Italian news agency Ansa quoted Vatican sources as saying the private meeting took place on Saturday at the Pope's summer residence in Castelgandolfo, near Rome.
The Vatican was not immediately available to comment, but one official, who declined to give his name, said such a meeting had been under discussion for a long time.
Fallaci lives in New York and has regularly provoked the wrath of Muslims with her outspoken criticism of Islam and Arab states after the September 11, 2001, attacks on US cities.
An Italian judge in May ordered her to stand trial for defaming Islam in her 2004 book, La Forza della Ragione (The Force of Reason).
In the book, Fallaci wrote that terrorists had killed 6000 people over the past 20 years in the name of the Koran and said the Islamic faith "sows hatred in the place of love and slavery in the place of freedom".
News of her meeting with the Pope is likely to anger some Muslims, but Italian politicians said Benedict had been right to accept Fallaci's request for a private audience.
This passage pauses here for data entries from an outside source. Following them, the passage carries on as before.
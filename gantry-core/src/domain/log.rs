//! Log stream domain types

use serde::{Deserialize, Serialize};
use uuid::Uuid;

use super::record::StageName;

/// Operation name for stage logs on the log bus
pub const STAGE_LOG_OPERATION: &str = "stagelog";

/// Prefix marking container image push/pull progress lines
pub const IMAGE_LAYER_MARKER: &str = "layer ";

/// Identifies one log stream: a run, and within it a stage and optional task
#[derive(Debug, Clone, PartialEq, Eq, Hash, Serialize, Deserialize)]
pub struct LogStreamKey {
    pub operation: String,
    pub owner: String,
    pub pipeline: String,
    pub run: String,
    pub stage: StageName,
    pub task: Option<String>,
}

impl LogStreamKey {
    pub fn stage_log(owner: impl Into<String>, pipeline: impl Into<String>, run: impl Into<String>, stage: StageName) -> Self {
        Self {
            operation: STAGE_LOG_OPERATION.to_string(),
            owner: owner.into(),
            pipeline: pipeline.into(),
            run: run.into(),
            stage,
            task: None,
        }
    }

    pub fn with_task(mut self, task: impl Into<String>) -> Self {
        self.task = Some(task.into());
        self
    }

    /// Bus topic of the run this stream belongs to
    pub fn topic(&self) -> String {
        topic_name(&self.operation, &self.owner, &self.pipeline, &self.run)
    }

    /// File name of the local log buffer, `{stage}` or `{stage}-{task}`
    pub fn file_name(&self) -> String {
        match &self.task {
            Some(task) => format!("{}-{}.log", self.stage, task),
            None => format!("{}.log", self.stage),
        }
    }
}

/// Builds a bus topic name: `{operation}__{owner}__{pipeline}__{run}`
///
/// Dashes are replaced with underscores so uuids make valid topic names.
pub fn topic_name(operation: &str, owner: &str, pipeline: &str, run: &str) -> String {
    [operation, owner, pipeline, run]
        .iter()
        .map(|part| part.replace('-', "_"))
        .collect::<Vec<_>>()
        .join("__")
}

/// A log line as handed to viewers
#[derive(Debug, Clone, PartialEq, Eq)]
pub struct ViewerLine {
    /// Frame id; image progress lines of the same layer share one
    pub id: String,
    pub log: String,
}

/// Classifies one raw bus line for viewers
///
/// Image progress lines (`layer <id>: <progress>`) lose the marker and take
/// the layer id as frame id. Every other line gets a fresh id. Empty lines
/// and bare carriage returns are dropped.
pub fn viewer_line(raw: &str) -> Option<ViewerLine> {
    if raw.is_empty() || raw == "\r" {
        return None;
    }

    if let Some(rest) = raw.strip_prefix(IMAGE_LAYER_MARKER) {
        let head = rest.split(':').next().unwrap_or_default();
        let layer = head.split(' ').next().unwrap_or_default();
        if !layer.is_empty() {
            return Some(ViewerLine {
                id: layer.to_string(),
                log: rest.to_string(),
            });
        }
    }

    Some(ViewerLine {
        id: Uuid::new_v4().to_string(),
        log: raw.to_string(),
    })
}

#[cfg(test)]
mod tests {
    use super::*;

    #[test]
    fn test_topic_name_replaces_dashes() {
        let topic = topic_name("stagelog", "team-a", "6f1c-3c7e", "9d4c-1b2a");
        assert_eq!(topic, "stagelog__team_a__6f1c_3c7e__9d4c_1b2a");
    }

    #[test]
    fn test_stream_key_topic_ignores_stage_and_task() {
        let build = LogStreamKey::stage_log("o", "p", "r", StageName::ImageBuild).with_task("api");
        let package = LogStreamKey::stage_log("o", "p", "r", StageName::Package);

        assert_eq!(build.topic(), package.topic());
        assert_eq!(build.file_name(), "imageBuild-api.log");
        assert_eq!(package.file_name(), "package.log");
    }

    #[test]
    fn test_viewer_line_image_layer() {
        let line = viewer_line("layer 3f4a1b: Pushing [=====>   ] 12MB/40MB").unwrap();
        assert_eq!(line.id, "3f4a1b");
        assert_eq!(line.log, "3f4a1b: Pushing [=====>   ] 12MB/40MB");
    }

    #[test]
    fn test_viewer_line_plain() {
        let first = viewer_line("Stage: Package status: start").unwrap();
        let second = viewer_line("Stage: Package status: start").unwrap();
        assert_eq!(first.log, "Stage: Package status: start");
        assert_ne!(first.id, second.id);
    }

    #[test]
    fn test_viewer_line_drops_empty() {
        assert!(viewer_line("").is_none());
        assert!(viewer_line("\r").is_none());
    }
}
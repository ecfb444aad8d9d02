//! Event API Handlers
//!
//! HTTP endpoints for the event queue.

use axum::{
    Json,
    extract::{Path, State},
    http::StatusCode,
    response::{IntoResponse, Response},
};
use gantry_core::domain::event::Event;
use gantry_core::dto::event::CreateEvent;
use uuid::Uuid;

use crate::api::AppState;
use crate::api::error::ApiResult;
use crate::service::event_service;

/// POST /api/v1/events
/// Enqueue a new pipeline run
pub async fn create_event(
    State(state): State<AppState>,
    Json(req): Json<CreateEvent>,
) -> ApiResult<(StatusCode, Json<Event>)> {
    tracing::info!("Creating event for pipeline: {}", req.pipeline.id);

    let event =
        event_service::create_event(state.events.as_ref(), state.records.as_ref(), req).await?;

    Ok((StatusCode::CREATED, Json(event)))
}

/// GET /api/v1/events/{id}
pub async fn get_event(
    State(state): State<AppState>,
    Path(id): Path<Uuid>,
) -> ApiResult<Json<Event>> {
    tracing::debug!("Getting event: {}", id);

    let event = event_service::get_event(state.events.as_ref(), id).await?;
    Ok(Json(event))
}

/// POST /api/v1/events/next
/// Claim the oldest eligible event; `204 No Content` when there is none
pub async fn next_event(State(state): State<AppState>) -> ApiResult<Response> {
    let event = event_service::next_event(state.events.as_ref()).await?;

    Ok(match event {
        Some(event) => Json(event).into_response(),
        None => StatusCode::NO_CONTENT.into_response(),
    })
}

/// PUT /api/v1/events/{id}
/// Status push from the worker holding the event
pub async fn update_event(
    State(state): State<AppState>,
    Path(id): Path<Uuid>,
    Json(event): Json<Event>,
) -> ApiResult<StatusCode> {
    tracing::debug!("Updating event: {}", id);

    event_service::update_event(
        state.events.as_ref(),
        state.records.as_ref(),
        &state.bus,
        id,
        event,
    )
    .await?;

    Ok(StatusCode::NO_CONTENT)
}

/// POST /api/v1/events/{id}/lease
pub async fn renew_lease(
    State(state): State<AppState>,
    Path(id): Path<Uuid>,
) -> ApiResult<StatusCode> {
    event_service::renew_lease(state.events.as_ref(), id).await?;
    Ok(StatusCode::NO_CONTENT)
}

/// POST /api/v1/events/{id}/reset
pub async fn reset_event(
    State(state): State<AppState>,
    Path(id): Path<Uuid>,
) -> ApiResult<Json<Event>> {
    let event = event_service::reset_event(state.events.as_ref(), id).await?;
    Ok(Json(event))
}

/// DELETE /api/v1/events/{id}
pub async fn delete_event(
    State(state): State<AppState>,
    Path(id): Path<Uuid>,
) -> ApiResult<StatusCode> {
    event_service::delete_event(state.events.as_ref(), state.records.as_ref(), &state.bus, id).await?;
    Ok(StatusCode::NO_CONTENT)
}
"The Holy Father has acted as the Vicar of Christ and acted like Christ himself, who never refused to talk to anyone," said former Italian president Francesco Cossiga.
Fallaci, who is in her 70s and undergoing chemotherapy for cancer, publicly welcomed the election of Pope Benedict in April, praising his conservative Catholic credentials and his call for the defence of traditionalist teachings.